We Practice “Sitting” as God’s Subversive Counter-Revolutionary People (6)

Eph.3:14-21
          
 We have seen how this closing prayer and benediction draw together the various themes and emphases of the entire first section of Ephesians.  In these section we have been invited to luxuriate, soak ourselves, internalize everything God has done for us and the cosmos as well as our identity and calling as his people. 

          I think the best ways for us to bring our own reflections on and practice of this “Sitting” is to share Paul’s prayer and benediction again.  This time however we will switch the pronouns to first person singular or our name so we may hear it as Paul’s prayer for each of us.  I have glossed it to reflect some of the understandings we gained from it.  You might record it with this change and then “sit” taking it in silent reflection.  Do this as many times as you need to until you believe this prayer has begun to “sink in”.
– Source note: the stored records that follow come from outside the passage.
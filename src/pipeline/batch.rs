//! Batch state machine tying conflict detection and file moves together.

use std::fmt;
use std::path::{Path, PathBuf};
use std::sync::{Arc, Mutex, MutexGuard, PoisonError};

use crate::organize::{OrganizationConfig, organize};
use crate::pipeline::{
    BatchReport, Conflict, ConflictAction, FileRef, MoveError, MoveMode, MoveOptions, Storage, detect_conflicts,
    move_one,
};
use crate::settings::AppSettings;

/// Where the pipeline is in processing a batch.
#[derive(Debug, Clone, Copy, PartialEq, Eq, Default)]
pub enum BatchState {
    #[default]
    Idle,
    Checking,
    AwaitingResolution,
    Resolving,
    Moving,
}

/// What happened after submitting a batch.
#[derive(Debug)]
pub enum SubmitOutcome {
    /// No conflicts, every file was moved directly.
    Completed(BatchReport),
    /// Some targets are taken: resolve each conflict, then call [`MovePipeline::run_move_batch`].
    Conflicts(Vec<Conflict>),
}

/// Moves batches of files into the destination folder, one batch at a time.
pub struct MovePipeline {
    storage: Arc<dyn Storage>,
    destination: Option<PathBuf>,
    organization: OrganizationConfig,
    options: MoveOptions,
    inner: Mutex<Inner>,
}

#[derive(Debug, Default)]
struct Inner {
    state: BatchState,
    files: Vec<FileRef>,
    conflicts: Vec<Conflict>,
}

/// Marks a batch as in flight. Dropping an unfinished token returns the pipeline to idle.
struct StateToken<'a> {
    inner: &'a Mutex<Inner>,
    finished: bool,
}

impl MovePipeline {
    #[must_use]
    pub fn new(storage: Arc<dyn Storage>, destination: Option<PathBuf>, organization: OrganizationConfig) -> Self {
        Self {
            storage,
            destination,
            organization,
            options: MoveOptions::default(),
            inner: Mutex::new(Inner::default()),
        }
    }

    /// Create a pipeline using the destination and organization from saved settings.
    #[must_use]
    pub fn from_settings(storage: Arc<dyn Storage>, settings: &AppSettings) -> Self {
        Self::new(storage, settings.destination(), settings.organization)
    }

    #[must_use]
    pub fn with_options(mut self, options: MoveOptions) -> Self {
        self.options = options;
        self
    }

    #[must_use]
    pub fn destination(&self) -> Option<&Path> {
        self.destination.as_deref()
    }

    #[must_use]
    pub const fn organization(&self) -> &OrganizationConfig {
        &self.organization
    }

    #[must_use]
    pub fn state(&self) -> BatchState {
        self.lock().state
    }

    /// Files of the last batch that has not completed successfully.
    #[must_use]
    pub fn working_files(&self) -> Vec<FileRef> {
        self.lock().files.clone()
    }

    /// Conflicts waiting for a decision.
    #[must_use]
    pub fn conflicts(&self) -> Vec<Conflict> {
        self.lock().conflicts.clone()
    }

    /// Organized path of a file relative to the destination folder.
    #[must_use]
    pub fn organized_path(&self, file_name: &str) -> String {
        organize(file_name, &self.organization)
    }

    /// Submit a batch of files.
    ///
    /// Without conflicts every file is moved concurrently and the report is returned.
    /// With conflicts the pipeline waits for a decision on each of them.
    /// Submitting while conflicts are pending replaces them with the new batch.
    ///
    /// # Errors
    /// `DestinationMissing`, `NothingToMove` or `Busy`, all returned before any I/O.
    pub async fn submit_batch(&self, files: Vec<FileRef>) -> Result<SubmitOutcome, MoveError> {
        let destination = self.destination.as_deref().ok_or(MoveError::DestinationMissing)?;
        if files.is_empty() {
            return Err(MoveError::NothingToMove);
        }

        let token = self.begin(
            |state| matches!(state, BatchState::Idle | BatchState::AwaitingResolution),
            BatchState::Checking,
        )?;
        {
            let mut inner = self.lock();
            inner.files.clone_from(&files);
            inner.conflicts.clear();
        }

        let conflicts = detect_conflicts(self.storage.as_ref(), &files, destination, &self.organization).await;
        if !conflicts.is_empty() {
            let pending = conflicts.clone();
            token.finish(move |inner| {
                inner.conflicts = pending;
                inner.state = BatchState::AwaitingResolution;
            });
            return Ok(SubmitOutcome::Conflicts(conflicts));
        }

        token.set(BatchState::Moving);
        let report = self.move_concurrently(&files, destination).await;
        let all_handled = report.all_handled();
        token.finish(|inner| {
            if all_handled {
                inner.files.clear();
            }
            inner.state = BatchState::Idle;
        });
        Ok(SubmitOutcome::Completed(report))
    }

    /// Set the action for the conflict at `index`.
    ///
    /// # Errors
    /// `NoPendingConflicts` when not waiting for decisions, `Busy` while a batch is running,
    /// or `ConflictIndexOutOfRange`.
    pub fn resolve_conflict(&self, index: usize, action: ConflictAction) -> Result<(), MoveError> {
        let mut inner = self.lock();
        Self::ensure_awaiting(inner.state)?;
        let count = inner.conflicts.len();
        let conflict = inner
            .conflicts
            .get_mut(index)
            .ok_or(MoveError::ConflictIndexOutOfRange { index, count })?;
        conflict.action = action;
        Ok(())
    }

    /// Set the action for every conflict still pending. Returns how many were set.
    ///
    /// # Errors
    /// `NoPendingConflicts` when not waiting for decisions, `Busy` while a batch is running.
    pub fn resolve_all(&self, action: ConflictAction) -> Result<usize, MoveError> {
        let mut inner = self.lock();
        Self::ensure_awaiting(inner.state)?;
        let mut count = 0;
        for conflict in inner.conflicts.iter_mut().filter(|c| c.action.is_pending()) {
            conflict.action = action;
            count += 1;
        }
        Ok(count)
    }

    /// Drop the pending conflicts and return to idle. The working file list is kept.
    ///
    /// # Errors
    /// `NoPendingConflicts` when not waiting for decisions, `Busy` while a batch is running.
    pub fn cancel_resolution(&self) -> Result<(), MoveError> {
        let mut inner = self.lock();
        Self::ensure_awaiting(inner.state)?;
        inner.conflicts.clear();
        inner.state = BatchState::Idle;
        Ok(())
    }

    /// Move the batch after every conflict has been resolved.
    ///
    /// Files are processed one at a time in submission order. Conflicting files use their
    /// chosen action, the remaining files are moved directly.
    ///
    /// # Errors
    /// `UnresolvedConflicts` if any conflict is still pending, `NoPendingConflicts` or `Busy`
    /// if the pipeline is not waiting for decisions.
    pub async fn run_move_batch(&self) -> Result<BatchReport, MoveError> {
        let destination = self.destination.as_deref().ok_or(MoveError::DestinationMissing)?;

        let (token, files, conflicts) = {
            let mut inner = self.lock();
            Self::ensure_awaiting(inner.state)?;
            let pending = inner.conflicts.iter().filter(|c| c.action.is_pending()).count();
            if pending > 0 {
                return Err(MoveError::UnresolvedConflicts(pending));
            }
            inner.state = BatchState::Resolving;
            let files = inner.files.clone();
            let conflicts = std::mem::take(&mut inner.conflicts);
            drop(inner);
            (StateToken::new(&self.inner), files, conflicts)
        };

        token.set(BatchState::Moving);
        let mut conflicts = conflicts.into_iter().peekable();
        let mut results = Vec::with_capacity(files.len());
        for (position, file) in files.iter().enumerate() {
            let conflict = conflicts.next_if(|conflict| conflict.position == position);
            let (organized_path, mode) = match conflict {
                Some(conflict) => (
                    conflict.organized_path,
                    conflict.action.mode().unwrap_or(MoveMode::Direct),
                ),
                None => (self.organized_path(&file.name), MoveMode::Direct),
            };
            let result = move_one(
                self.storage.as_ref(),
                file,
                destination,
                &organized_path,
                mode,
                &self.options,
            )
            .await;
            results.push(result);
        }

        let report = BatchReport::new(results);
        let all_handled = report.all_handled();
        token.finish(|inner| {
            if all_handled {
                inner.files.clear();
            }
            inner.state = BatchState::Idle;
        });
        Ok(report)
    }

    /// Dispatch every file at once and wait for all of them.
    async fn move_concurrently(&self, files: &[FileRef], destination: &Path) -> BatchReport {
        let moves = files.iter().map(|file| async move {
            let organized_path = self.organized_path(&file.name);
            move_one(
                self.storage.as_ref(),
                file,
                destination,
                &organized_path,
                MoveMode::Direct,
                &self.options,
            )
            .await
        });
        BatchReport::new(futures::future::join_all(moves).await)
    }

    /// Enter `next` if the current state is accepted, otherwise the pipeline is busy.
    fn begin(&self, accepted: impl Fn(BatchState) -> bool, next: BatchState) -> Result<StateToken<'_>, MoveError> {
        let mut inner = self.lock();
        if !accepted(inner.state) {
            return Err(MoveError::Busy);
        }
        inner.state = next;
        drop(inner);
        Ok(StateToken::new(&self.inner))
    }

    fn ensure_awaiting(state: BatchState) -> Result<(), MoveError> {
        match state {
            BatchState::AwaitingResolution => Ok(()),
            BatchState::Idle => Err(MoveError::NoPendingConflicts),
            BatchState::Checking | BatchState::Resolving | BatchState::Moving => Err(MoveError::Busy),
        }
    }

    fn lock(&self) -> MutexGuard<'_, Inner> {
        self.inner.lock().unwrap_or_else(PoisonError::into_inner)
    }
}

impl fmt::Debug for MovePipeline {
    fn fmt(&self, f: &mut fmt::Formatter<'_>) -> fmt::Result {
        f.debug_struct("MovePipeline")
            .field("destination", &self.destination)
            .field("organization", &self.organization)
            .field("options", &self.options)
            .field("state", &self.state())
            .finish_non_exhaustive()
    }
}

impl fmt::Display for BatchState {
    fn fmt(&self, f: &mut fmt::Formatter<'_>) -> fmt::Result {
        let name = match self {
            Self::Idle => "idle",
            Self::Checking => "checking",
            Self::AwaitingResolution => "awaiting resolution",
            Self::Resolving => "resolving",
            Self::Moving => "moving",
        };
        write!(f, "{name}")
    }
}

impl<'a> StateToken<'a> {
    const fn new(inner: &'a Mutex<Inner>) -> Self {
        Self { inner, finished: false }
    }

    fn lock(&self) -> MutexGuard<'a, Inner> {
        self.inner.lock().unwrap_or_else(PoisonError::into_inner)
    }

    fn set(&self, state: BatchState) {
        self.lock().state = state;
    }

    /// Apply the final update for the batch while holding the lock.
    fn finish(mut self, update: impl FnOnce(&mut Inner)) {
        let mut inner = self.lock();
        update(&mut *inner);
        self.finished = true;
    }
}

impl Drop for StateToken<'_> {
    fn drop(&mut self) {
        if !self.finished {
            self.lock().state = BatchState::Idle;
        }
    }
}
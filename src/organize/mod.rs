//! Filename-driven path organizer.
//!
//! Files following the `product_title_YYYYMMDD[_vX].ext` naming convention are sorted into a
//! `Product/Year/Month/EXTs` directory tree below the destination folder.
//! Which levels are created is controlled by [`OrganizationConfig`].

mod config;
mod name;
mod path;

pub use config::OrganizationConfig;
pub use name::{NameParts, ParsedName};
pub use path::{folder_structure_preview, organize};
“For this reason I bow my knees my knees before the Father, from whom every family in heaven and on earth takes its name.  I pray that, according to the riches of his glory, he may grant that Lee may be strengthened in his connection to Christ’s new humanity in which he dwells with power through his Spirit, and that Christ may dwell in Lee’s heart through faith, as he is being rooted and grounded in love. I pray that he may have the power to comprehend with all the saints, what is the breadth and length and height and depth of God’s wisdom, and to know the love of Christ that surpasses knowledge, so that Lee may be filled with all the fullness of Christ.
Now to him who by the power at work within Lee is able to accomplish abundantly far more than all he can ask or imagine, to him be glory in Lee and the church and in Christ Jesus to all generations, forever and ever.  Amen”

AMEN!!


[1] Snodgrass, Ephesians, 178.
[2]C. S. Lewis, The Screwtape Letters (New York:  Touchstone, 1961), 73-74.  Online at http://members.fortunecity.com/phantom1/books2/c._s._lewis_-_the_screwtape_letters.htm#19.


[3] I owe this way of taking this phrase to Yoder Neufeld, Ephesians, 158-160.
[4]Gombis, The Drama of Ephesians, 133-34.

[5] Yoder Neufeld puts it like this:  “We should thus understand grasping the four dimensions as an invitation to grasp reality fully.  That includes viewing reality from the vista of God’s secret now disclosed in Christ, and also taking hold of reality in the sense of participating in the gathering up of all things in Christ (1:10).” (Ephesians, 161)
[6] Gombis, The Drama of Ephesians, 138.